Maybe you’ve already heard the news. It came down a couple weeks ago.

California Gov. Gavin Newsom signed a bill that will allow college athletes to profit from their name, image and likeness through endorsement deals. The "Fair Pay to Play Act" has seen support from lawmakers in other states, who say they're also pushing or planning to propose similar legislation. Many have also expressed opposition to the bill.

But maybe you didn’t hear this part: The man who signed the bill that just might lead to the dismantling of that cartel better known as the NCAA is a former scholarship athlete.

On the podcast "The Lead" from The Athletic, Newsom said, "It shaped me. I love sports. I don’t just like sports. I love sports. It’s the reason we’re having this conversation. It’s the reason I’m Governor of California."

California Gov. Gavin Newsom sat down with reporter Olivia Christian.

OC: Tell me about how baseball found you, or how you found baseball.

GN: I would not be sitting here without baseball. I was one of those kids that every single night my mom would have to turn off the radio because I was falling asleep — uh, forgive me, Dodger fans — but listening to the San Francisco Giants broadcast. I was obsessed with baseball.

Gavin Newsom’s obsession was mostly directed at a single player, a Bay Area hero from the "Humm Baby" era of the late '80s.

GN: I found these old VHS tapes — and no one will know who the heck this is — but Will Clark was one of my baseball heroes.

OC: No one's gonna know who that is? I mean, come on.

GN: I don't know. I mean, in some parts of the country. But Will Clark had one of the sweetest swings in baseball — just one of the purest swings. And I used to videotape every single at bat. Now this back when you couldn't fast forward or you couldn't — I mean it was like — and you know when like DVDs — this is old VHS. I have, like, three or four seasons of every single Will Clark at bat. That's how damn obsessed I was.

OC: Does Will Clark know you have these video of him?

GN: In fact, one of the great gifts was someone told Will Clark — I'm not making this up — about 90 days ago, three months ago, and Will sent me a selfie photo. And then they surprised me with a little video, which was very fun.

Newsom was a student of the game, but he really struggled at being a student in the classroom.

GN: I had a severe learning disability, dyslexia, and I grew up as the kid in the back of the classroom, my head down and had no confidence whatsoever, was struggling in school. But for some reason — maybe being a little taller, left-handed — I started excelling a little bit in baseball.

OC: Athletes, especially those that play team sports, often describe themselves as being shaped by their sport. They wouldn’t be the individual they are had they not played that game. In what way exactly has baseball shaped you as a person?

GN: Patience. Perspective. Setbacks. Triumphs. This was early in my baseball career. I was playing right field and anyone listening who knows sports knows what that means. So I was that kid. I played for Round Table Pizza, and that's not an ad — just a fact. A Guy, Maurice Bignon — I remember he struck me out three times and [I] was embarrassed, devastated, and I went home. I had a single mom raise me. I lost her to cancer almost 20 years ago now. She was, as a mother, devastated. So she brought me back to the field later that night, and she pitched to me over and over and over again. True story. This is — God is my witness. I played against that same team a few weeks later. Maurice Bignon pitched again. I hit a damn home run.

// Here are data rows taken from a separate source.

#[async_trait]
impl Connector for PgConnector {
    async fn execute_query(&self, query: QueryName, params: &[Param]) -> Result<(), ConnectorError> {
        let sql = sql_for(query);
        let q = bind_params!(sqlx::query(sql), params);
        q.execute(&self.pool)
            .await
            .map_err(|e| map_sql_error(sql, e))?;
        Ok(())
    }

    async fn execute_query_one(
        &self,
        query: QueryName,
        params: &[Param],
    ) -> Result<Row, ConnectorError> {
        let sql = sql_for(query);
        let q = bind_params!(sqlx::query(sql), params);
        let row = q
            .fetch_one(&self.pool)
            .await
            .map_err(|e| match e {
                sqlx::Error::RowNotFound => ConnectorError::NoRowReturned {
                    query: sql.to_owned(),
                },
                other => map_sql_error(sql, other),
            })?;

        match query {
            QueryName::DeferJob | QueryName::RetryJob | QueryName::SetJobStatus => {
                let id: i64 = row.try_get("id").map_err(decode_err("id"))?;
                let mut out = Row::new();
                out.set("id", json!(id));
                Ok(out)
            }
            QueryName::FetchJob => job_row_to_row(&row),
            _ => job_row_to_row(&row),
        }
    }

    async fn execute_query_all(
        &self,
        query: QueryName,
        params: &[Param],
    ) -> Result<Vec<Row>, ConnectorError> {
        let sql = sql_for(query);
        let q = bind_params!(sqlx::query(sql), params);
        let rows = q
            .fetch_all(&self.pool)
            .await
            .map_err(|e| map_sql_error(sql, e))?;

        rows.iter()
            .map(|row| match query {
                QueryName::ListQueues => {
                    let queue: String = row.try_get("queue").map_err(decode_err("queue"))?;
                    let status: String = row.try_get("status").map_err(decode_err("status"))?;
                    let count: i64 = row.try_get("job_count").map_err(decode_err("job_count"))?;
                    let mut out = Row::new();
                    out.set("queue", json!(queue));
                    out.set("status", json!(status));
                    out.set("job_count", json!(count));
                    Ok(out)
                }
                QueryName::ListTasks => {
                    let task_name: String =
                        row.try_get("task_name").map_err(decode_err("task_name"))?;
                    let status: String = row.try_get("status").map_err(decode_err("status"))?;
                    let count: i64 = row.try_get("job_count").map_err(decode_err("job_count"))?;
                    let mut out = Row::new();
                    out.set("task_name", json!(task_name));
                    out.set("status", json!(status));
                    out.set("job_count", json!(count));
                    Ok(out)
                }
                _ => job_row_to_row(row),
            })
            .collect()
    }

    async fn execute_query_maybe_one(
        &self,
        query: QueryName,
        params: &[Param],
    ) -> Result<Option<Row>, ConnectorError> {
        let sql = sql_for(query);
        let q = bind_params!(sqlx::query(sql), params);
        let row = q
            .fetch_optional(&self.pool)
            .await
            .map_err(|e| map_sql_error(sql, e))?;

        match row {
            None => Ok(None),
            Some(row) => match query {
                QueryName::RetryJob | QueryName::SetJobStatus => {
                    let id: i64 = row.try_get("id").map_err(decode_err("id"))?;
                    let mut out = Row::new();
                    out.set("id", json!(id));
                    Ok(Some(out))
                }
                _ => job_row_to_row(&row).map(Some),
            },
        }
    }

    async fn listen_notify(
        &self,
        event: WakeEvent,
        channels: &[String],
    ) -> Result<(), ConnectorError> {
        let mut listener = PgListener::connect_with(&self.pool)
            .await
            .map_err(|error| ConnectorError::ConnectionError { error })?;

        let channel_refs: Vec<&str> = channels.iter().map(String::as_str).collect();
        listener
            .listen_all(channel_refs)
            .await
            .map_err(|error| ConnectorError::ConnectionError { error })?;

        loop {
            match listener.recv().await {
                Ok(_notification) => event.notify_one(),
                Err(error) => return Err(ConnectorError::ConnectionError { error }),
            }
        }
    }

    async fn close(&self) -> Result<(), ConnectorError> {
        self.pool.close().await;
        Ok(())
    }
}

Newsom grew up playing baseball. (Courtesy: Gavin Newsom)
Newsom grew up playing baseball. (Courtesy Gavin Newsom)

I cannot tell you how that experience shaped my life, shaped my deep admiration, respect for my mother and what she was about. It shaped my ability to think about — you have tough times, you have setbacks and you're demoralized, and you can come back and try. But you've got to work hard. That's baseball. That's life.

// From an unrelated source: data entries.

//! The database abstraction the job store is built on.
//!
//! A [`Connector`] carries parameterized SQL statements and LISTEN/NOTIFY
//! subscriptions between the engine and whatever actually stores the rows.
//! [`PgConnector`] is the only implementation that runs in production;
//! [`InMemoryConnector`] (test-only) exists solely to validate that the
//! [`crate::store::JobStore`] logic above this trait is correct independent of SQL.

use std::sync::Arc;

use async_trait::async_trait;
use chrono::{DateTime, Utc};
use serde_json::Value;

use crate::error::ConnectorError;

/// A single bound parameter. Kept deliberately small: the store only ever needs to
/// bind scalars and JSON blobs, never arbitrary SQL types.
#[derive(Debug, Clone)]
pub enum Param {
    Text(String),
    OptText(Option<String>),
    BigInt(i64),
    OptBigInt(Option<i64>),
    Int(i32),
    Json(Value),
    Timestamp(DateTime<Utc>),
    OptTimestamp(Option<DateTime<Utc>>),
    Bool(bool),
    TextArray(Vec<String>),
}

/// A result row, addressed by column name. Backend-agnostic so the same [`crate::store::JobStore`]
/// code reads rows produced by either [`PgConnector`] or [`InMemoryConnector`].
#[derive(Debug, Clone, Default)]
pub struct Row(std::collections::HashMap<String, Value>);

impl Row {
    pub fn new() -> Self {
        Self(std::collections::HashMap::new())
    }

    pub fn set(&mut self, column: impl Into<String>, value: Value) {
        self.0.insert(column.into(), value);
    }

    pub fn get(&self, column: &str) -> Option<&Value> {
        self.0.get(column)
    }

    pub fn get_i64(&self, column: &str) -> Option<i64> {
        self.get(column).and_then(Value::as_i64)
    }

    pub fn get_i32(&self, column: &str) -> Option<i32> {
        self.get(column).and_then(Value::as_i64).map(|v| v as i32)
    }

    pub fn get_str(&self, column: &str) -> Option<&str> {
        self.get(column).and_then(Value::as_str)
    }

    pub fn get_timestamp(&self, column: &str) -> Option<DateTime<Utc>> {
        self.get_str(column)
            .and_then(|s| DateTime::parse_from_rfc3339(s).ok())
            .map(|dt| dt.with_timezone(&Utc))
    }
}

/// A named, logical SQL operation. The Connector trait is parameterized on the
/// query's identity rather than a raw string so a non-SQL [`InMemoryConnector`] can
/// switch on it instead of parsing SQL text.
#[derive(Debug, Clone, Copy, PartialEq, Eq, Hash)]
pub enum QueryName {
    DeferJob,
    FetchJob,
    FinishJob,
    RetryJob,
    GetStalledJobs,
    DeleteOldJobs,
    ListJobs,
    ListQueues,
    ListTasks,
    SetJobStatus,
    InsertJobEvent,
}

/// Edge-triggered wake-up signal the Connector's listen loop fires on every
/// notification it receives. Mirrors `tokio::sync::Notify`'s semantics exactly;
/// this alias exists so call sites read in terms of the domain concept.
pub type WakeEvent = Arc<tokio::sync::Notify>;

#[async_trait]
pub trait Connector: Send + Sync {
    /// Execute a statement with no expected rows.
    async fn execute_query(&self, query: QueryName, params: &[Param]) -> Result<(), ConnectorError>;

    /// Execute a statement and return exactly one row; errors if zero rows come back.
    async fn execute_query_one(
        &self,
        query: QueryName,
        params: &[Param],
    ) -> Result<Row, ConnectorError>;

    /// Execute a statement and return zero, one, or many rows.
    async fn execute_query_all(
        &self,
        query: QueryName,
        params: &[Param],
    ) -> Result<Vec<Row>, ConnectorError>;

    /// Execute a statement that may return zero or one row.
    async fn execute_query_maybe_one(
        &self,
        query: QueryName,
        params: &[Param],
    ) -> Result<Option<Row>, ConnectorError>;

    /// Subscribe to every channel in `channels`, signalling `event` on every
    /// notification received, until the connector is closed or the task is
    /// cancelled at its next suspension point. Never returns on its own.
    async fn listen_notify(
        &self,
        event: WakeEvent,
        channels: &[String],
    ) -> Result<(), ConnectorError>;

    /// Release all resources held by this connector.
    async fn close(&self) -> Result<(), ConnectorError>;
}

pub mod memory;
pub mod pg;

pub use memory::InMemoryConnector;
pub use pg::PgConnector;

By high school, the kid who had once sat in the back of the class with his head down, who had fallen asleep listening to Giants’ games, saw his passion and dedication to the sport begin to pay off.

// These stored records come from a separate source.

//! The command-line front-end: `worker` starts the fetch/dispatch loop,
//! `defer` enqueues one job, and the remaining subcommands expose the
//! read-only admin queries. This binary only wires `queue-common` and
//! `queue-worker` together; it implements none of the job lifecycle itself.

mod commands;
mod error;
mod tasks;

use std::process::ExitCode;
use std::sync::Arc;

use clap::Parser;
use envconfig::Envconfig;
use queue_common::job::NewJob;
use queue_common::{Connector, JobStore, PgConnector, StoreError};
use tracing_subscriber::EnvFilter;

use commands::{Cli, Commands};
use error::CliError;

fn init_tracing(verbosity: u8) {
    let default_level = match verbosity {
        0 => "warn",
        1 => "info",
        2 => "debug",
        _ => "trace",
    };
    let filter = EnvFilter::try_from_default_env().unwrap_or_else(|_| EnvFilter::new(default_level));
    tracing_subscriber::fmt().with_env_filter(filter).init();
}

fn database_url(cli: &Cli) -> Result<String, CliError> {
    if let Some(url) = &cli.database_url {
        return Ok(url.clone());
    }
    std::env::var("QUEUE_DATABASE_URL")
        .map_err(|_| CliError::Config("QUEUE_DATABASE_URL is not set".to_owned()))
}

fn channel_prefix() -> String {
    std::env::var("QUEUE_CHANNEL_PREFIX").unwrap_or_else(|_| "procrastinate".to_owned())
}

/// Parses `key=value` CLI tokens into a single JSON object, the payload
/// handed to the task body by destructuring at the boundary.
fn parse_payload(pairs: &[String]) -> Result<serde_json::Value, CliError> {
    let mut obj = serde_json::Map::new();
    for pair in pairs {
        let (key, value) = pair
            .split_once('=')
            .ok_or_else(|| CliError::InvalidPayload(pair.clone()))?;
        let parsed = serde_json::from_str(value).unwrap_or(serde_json::Value::String(value.to_owned()));
        obj.insert(key.to_owned(), parsed);
    }
    Ok(serde_json::Value::Object(obj))
}

#[tokio::main]
async fn main() -> ExitCode {
    let cli = Cli::parse();
    init_tracing(cli.verbose);

    match run(cli).await {
        Ok(code) => code,
        Err(err) => {
            tracing::error!(error = %err, "queue-cli failed");
            ExitCode::FAILURE
        }
    }
}

async fn run(cli: Cli) -> Result<ExitCode, CliError> {
    match &cli.command {
        Commands::Worker { name, queues } => run_worker(&cli, name, queues).await,
        Commands::Defer {
            task_name,
            lock,
            queueing_lock,
            ignore_already_enqueued,
            queue,
            payload,
        } => {
            run_defer(
                &cli,
                task_name,
                lock.clone(),
                queueing_lock.clone(),
                *ignore_already_enqueued,
                queue.clone(),
                payload,
            )
            .await
        }
        Commands::ListJobs {
            id,
            queue,
            task_name,
            status,
            lock,
        } => run_list_jobs(&cli, *id, queue.clone(), task_name.clone(), status.clone(), lock.clone()).await,
        Commands::ListQueues => run_list_queues(&cli).await,
        Commands::ListTasks => run_list_tasks(&cli).await,
        Commands::SetJobStatus { id, status } => run_set_job_status(&cli, *id, status).await,
    }
}

async fn run_worker(cli: &Cli, name: &str, queues: &str) -> Result<ExitCode, CliError> {
    let mut config = queue_worker::Config::init_from_env()
        .map_err(|e| CliError::Config(e.to_string()))?;
    if let Some(url) = &cli.database_url {
        config.database_url = url.clone();
    }
    config.worker_name = name.to_owned();
    if !queues.is_empty() {
        config.queues = queues.to_owned();
    }
    config
        .validate()
        .map_err(CliError::Config)?;

    let connector = PgConnector::connect_with_channel_prefix(
        &config.database_url,
        config.max_pg_connections,
        config.channel_prefix.as_str(),
    )
    .await?;
    let connector: Arc<dyn Connector> = Arc::new(connector);

    let mut registry = queue_worker::TaskRegistry::new();
    tasks::register_demo_tasks(&mut registry);

    let worker_name = config.worker_name.clone();
    let app = queue_worker::App::new(config, connector, registry);
    app.run(&worker_name).await?;
    Ok(ExitCode::SUCCESS)
}

async fn run_defer(
    cli: &Cli,
    task_name: &str,
    lock: Option<String>,
    queueing_lock: Option<String>,
    ignore_already_enqueued: bool,
    queue: Option<String>,
    payload: &[String],
) -> Result<ExitCode, CliError> {
    let prefix = channel_prefix();
    let connector = PgConnector::connect_with_channel_prefix(&database_url(cli)?, 5, &prefix).await?;
    let store = JobStore::new(Arc::new(connector), channel_prefix());

    let args = parse_payload(payload)?;
    let mut job = NewJob::new(task_name, queue.unwrap_or_else(|| "default".to_owned()), args);
    if let Some(lock) = lock {
        job = job.with_lock(lock);
    }
    if let Some(queueing_lock) = queueing_lock {
        job = job.with_queueing_lock(queueing_lock);
    }

    match store.defer_job(job).await {
        Ok(id) => {
            tracing::info!(job_id = id, task_name, "deferred job");
            Ok(ExitCode::SUCCESS)
        }
        Err(StoreError::AlreadyEnqueued { queueing_lock }) => {
            tracing::warn!(?queueing_lock, "job already enqueued");
            if ignore_already_enqueued {
                Ok(ExitCode::SUCCESS)
            } else {
                Ok(ExitCode::FAILURE)
            }
        }
        Err(other) => Err(other.into()),
    }
}

async fn run_list_jobs(
    cli: &Cli,
    id: Option<i64>,
    queue: Option<String>,
    task_name: Option<String>,
    status: Option<String>,
    lock: Option<String>,
) -> Result<ExitCode, CliError> {
    let prefix = channel_prefix();
    let connector = PgConnector::connect_with_channel_prefix(&database_url(cli)?, 5, &prefix).await?;
    let store = JobStore::new(Arc::new(connector), channel_prefix());
    let jobs = store
        .list_jobs(id, queue.as_deref(), task_name.as_deref(), status.as_deref(), lock.as_deref())
        .await?;
    for job in jobs {
        println!(
            "{}\t{}\t{}\t{}\tattempts={}",
            job.id, job.queue, job.task_name, job.status, job.attempts
        );
    }
    Ok(ExitCode::SUCCESS)
}

async fn run_list_queues(cli: &Cli) -> Result<ExitCode, CliError> {
    let prefix = channel_prefix();
    let connector = PgConnector::connect_with_channel_prefix(&database_url(cli)?, 5, &prefix).await?;
    let store = JobStore::new(Arc::new(connector), channel_prefix());
    for row in store.list_queues().await? {
        println!("{}\t{}\t{}", row.key, row.status, row.job_count);
    }
    Ok(ExitCode::SUCCESS)
}

async fn run_list_tasks(cli: &Cli) -> Result<ExitCode, CliError> {
    let prefix = channel_prefix();
    let connector = PgConnector::connect_with_channel_prefix(&database_url(cli)?, 5, &prefix).await?;
    let store = JobStore::new(Arc::new(connector), channel_prefix());
    for row in store.list_tasks().await? {
        println!("{}\t{}\t{}", row.key, row.status, row.job_count);
    }
    Ok(ExitCode::SUCCESS)
}

async fn run_set_job_status(cli: &Cli, id: i64, status: &str) -> Result<ExitCode, CliError> {
    let prefix = channel_prefix();
    let connector = PgConnector::connect_with_channel_prefix(&database_url(cli)?, 5, &prefix).await?;
    let store = JobStore::new(Arc::new(connector), channel_prefix());
    let status: queue_common::job::JobStatus = status
        .parse()
        .map_err(|_: queue_common::ConnectorError| CliError::Config(format!("invalid status {status:?}")))?;
    store.set_job_status(id, status).await?;
    Ok(ExitCode::SUCCESS)
}

#[cfg(test)]
mod tests {
    use super::*;

    #[test]
    fn parse_payload_coerces_json_scalars() {
        let value = parse_payload(&["a=5".to_owned(), "b=\"x\"".to_owned(), "c=true".to_owned()]).unwrap();
        assert_eq!(value, serde_json::json!({"a": 5, "b": "x", "c": true}));
    }

    #[test]
    fn parse_payload_falls_back_to_a_bare_string() {
        let value = parse_payload(&["name=alice".to_owned()]).unwrap();
        assert_eq!(value, serde_json::json!({"name": "alice"}));
    }

    #[test]
    fn parse_payload_rejects_a_token_with_no_equals_sign() {
        assert!(parse_payload(&["nope".to_owned()]).is_err());
    }
}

GN: Some of the great moments in my life were meeting actual scouts from professional baseball teams, keeping their cards. I still have them. I have an old box with my name on it: Gavin's box. It was in my mom's storage, and it was the original cards and all the original letters that we got from college campuses. If I had five extra minutes, I'd be in the backyard shooting basketballs or throwing a ball against the wall. It was an extraordinary gift to be part of team sports.

Newsom was a left-handed pitcher who dreamed about playing the majors, but first came college.

GN: Would love to lie and say, "I was a Rhodes scholar, and, you know, got 18000 on my SATs." You don't even want to know what I got on my SATs.

OC: Everyone's gonna start googling what your SAT scores are.

GN: Oh no, trust me. It's distressing. I would not have gotten into Santa Clara University had it not been for a baseball scholarship. There was no way to do that academically. I was going to go to a junior college.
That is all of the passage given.